Quotes about Integration
Truth, and goodness, and beauty, are but different faces of the same All
— Ralph Waldo Emerson
Becoming the beloved is pulling the truth revealed to me from above down into the ordinariness of what I am, in fact, thinking of, talking about and doing from hour to hour.
— Henri Nouwen
To belong is to understand the tacit codes of the people you live with; it is to know that you will be understood without having to explain yourself.
— Michael Ignatieff
From ancient times, the core idea of the soul is the soul is the capacity to integrate different functions into a single being or into a single person. The soul is what holds us all together: what connects our will and our minds and our bodies and connects us to God.
— John Ortberg
To many moderns, [love] is something that is only a part of us rather than something of which we are a part.
— Peter Kreeft
We have no longer an outside and an inside as two separate things. Now the outside may come inside and the inside may and does go outside. They are of each other.
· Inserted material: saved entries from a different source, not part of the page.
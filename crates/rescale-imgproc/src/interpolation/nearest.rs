use rescale_image::Image;

/// Kernel for nearest neighbour interpolation
///
/// The source index is the truncated inverse-mapped coordinate. The index is
/// clamped to the source bounds so that floating point rounding at the last
/// row or column can never read past the image.
///
/// # Arguments
///
/// * `image` - The input image container.
/// * `u` - The x (column) coordinate of the pixel to sample.
/// * `v` - The y (row) coordinate of the pixel to sample.
///
/// # Returns
///
/// The three channel values, copied unmodified.
pub(crate) fn nearest_neighbor_interpolation(image: &Image<u8, 3>, u: f64, v: f64) -> [u8; 3] {
    let (rows, cols) = (image.rows(), image.cols());

    let iu = (u.trunc() as usize).min(cols - 1);
    let iv = (v.trunc() as usize).min(rows - 1);

    let base = (iv * cols + iu) * 3;

    let mut pixel = [0u8; 3];
    pixel.copy_from_slice(&image.as_slice()[base..base + 3]);

    pixel
}
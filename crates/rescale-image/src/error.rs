/// An error type for the image module.
#[derive(thiserror::Error, Debug, PartialEq, Eq)]
pub enum ImageError {
    /// Error when the data length does not match the image shape.
    #[error("Data length ({0}) does not match the image size ({1})")]
    InvalidChannelShape(usize, usize),

    /// Error when a pixel index is out of bounds.
    #[error("Pixel index ({0}, {1}) is out of bounds for an image of size {2}x{3}")]
    PixelIndexOutOfBounds(usize, usize, usize, usize),
}
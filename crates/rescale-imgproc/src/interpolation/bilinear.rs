use rescale_image::{Image, ImageDtype};

/// Kernel for bilinear interpolation
///
/// The floor and ceil neighbour indices are both clamped to the source
/// bounds, turning boundary sampling into edge-clamped behavior. The ceil
/// neighbour carries the fractional weight `frac` against `1 - frac` for the
/// floor neighbour on each axis, so a coordinate landing exactly on an
/// integer gives the ceil neighbour zero weight and samples the source pixel
/// exactly. Channels accumulate independently in f64 and are quantized once,
/// through [`ImageDtype::from_f64`].
///
/// # Arguments
///
/// * `image` - The input image container.
/// * `u` - The x (column) coordinate of the pixel to sample.
/// * `v` - The y (row) coordinate of the pixel to sample.
///
/// # Returns
///
/// The blended channel values.
pub(crate) fn bilinear_interpolation(image: &Image<u8, 3>, u: f64, v: f64) -> [u8; 3] {
    let (rows, cols) = (image.rows(), image.cols());

    let u0 = (u.floor() as usize).min(cols - 1);
    let v0 = (v.floor() as usize).min(rows - 1);
    let u1 = (u.ceil() as usize).min(cols - 1);
    let v1 = (v.ceil() as usize).min(rows - 1);

    let frac_u = u - u.floor();
    let frac_v = v - v.floor();

    let w00 = (1.0 - frac_u) * (1.0 - frac_v);
    let w01 = frac_u * (1.0 - frac_v);
    let w10 = (1.0 - frac_u) * frac_v;
    let w11 = frac_u * frac_v;

    let data = image.as_slice();

    let p00 = &data[(v0 * cols + u0) * 3..(v0 * cols + u0) * 3 + 3];
    let p01 = &data[(v0 * cols + u1) * 3..(v0 * cols + u1) * 3 + 3];
    let p10 = &data[(v1 * cols + u0) * 3..(v1 * cols + u0) * 3 + 3];
    let p11 = &data[(v1 * cols + u1) * 3..(v1 * cols + u1) * 3 + 3];

    let mut pixel = [0u8; 3];
    for k in 0..3 {
        let q = f64::from(p00[k]) * w00
            + f64::from(p01[k]) * w01
            + f64::from(p10[k]) * w10
            + f64::from(p11[k]) * w11;
        pixel[k] = u8::from_f64(q);
    }

    pixel
}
Form and function thus become one in design and execution if the nature of materials and method and purpose are all in unison.
— Frank Lloyd Wright
All of our people all over the country—except the pure-blooded Indians—are immigrants or descendants of immigrants, including even those who came over here on the Mayflower.
— Franklin D. Roosevelt
A miracle is when the whole is greater than the sum of its parts. A miracle is when one plus one equals a thousand.
— Frederick Buechner
The main question is "Do you own your pain?" As long as you do not own your pain—that is, integrate your pain into your way of being in the world—the danger exists that you will use the other to seek healing for yourself. When you speak to others about your pain without fully owning it, you expect something from them that they cannot give. As a result, you will feel frustrated, and those you wanted to help will feel confused, disappointed, or even further burdened.
— Henri Nouwen
There is within you a lamb and a lion. Spiritual maturity is the ability to let lamb and lion lie down together.
— Henri Nouwen
Where does my complete flowering as a human being connect with the needs of the world?
— Henri Nouwen
To be lifted up into the divine life of the Father, the Son, and the Holy Spirit does not mean, however, to be taken out of the world. On the contrary, those who have entered into the spiritual life are precisely the ones who are sent into the world to continue and fulfill the work that Jesus began. The spiritual life does not remove us from the world but leads us deeper into it.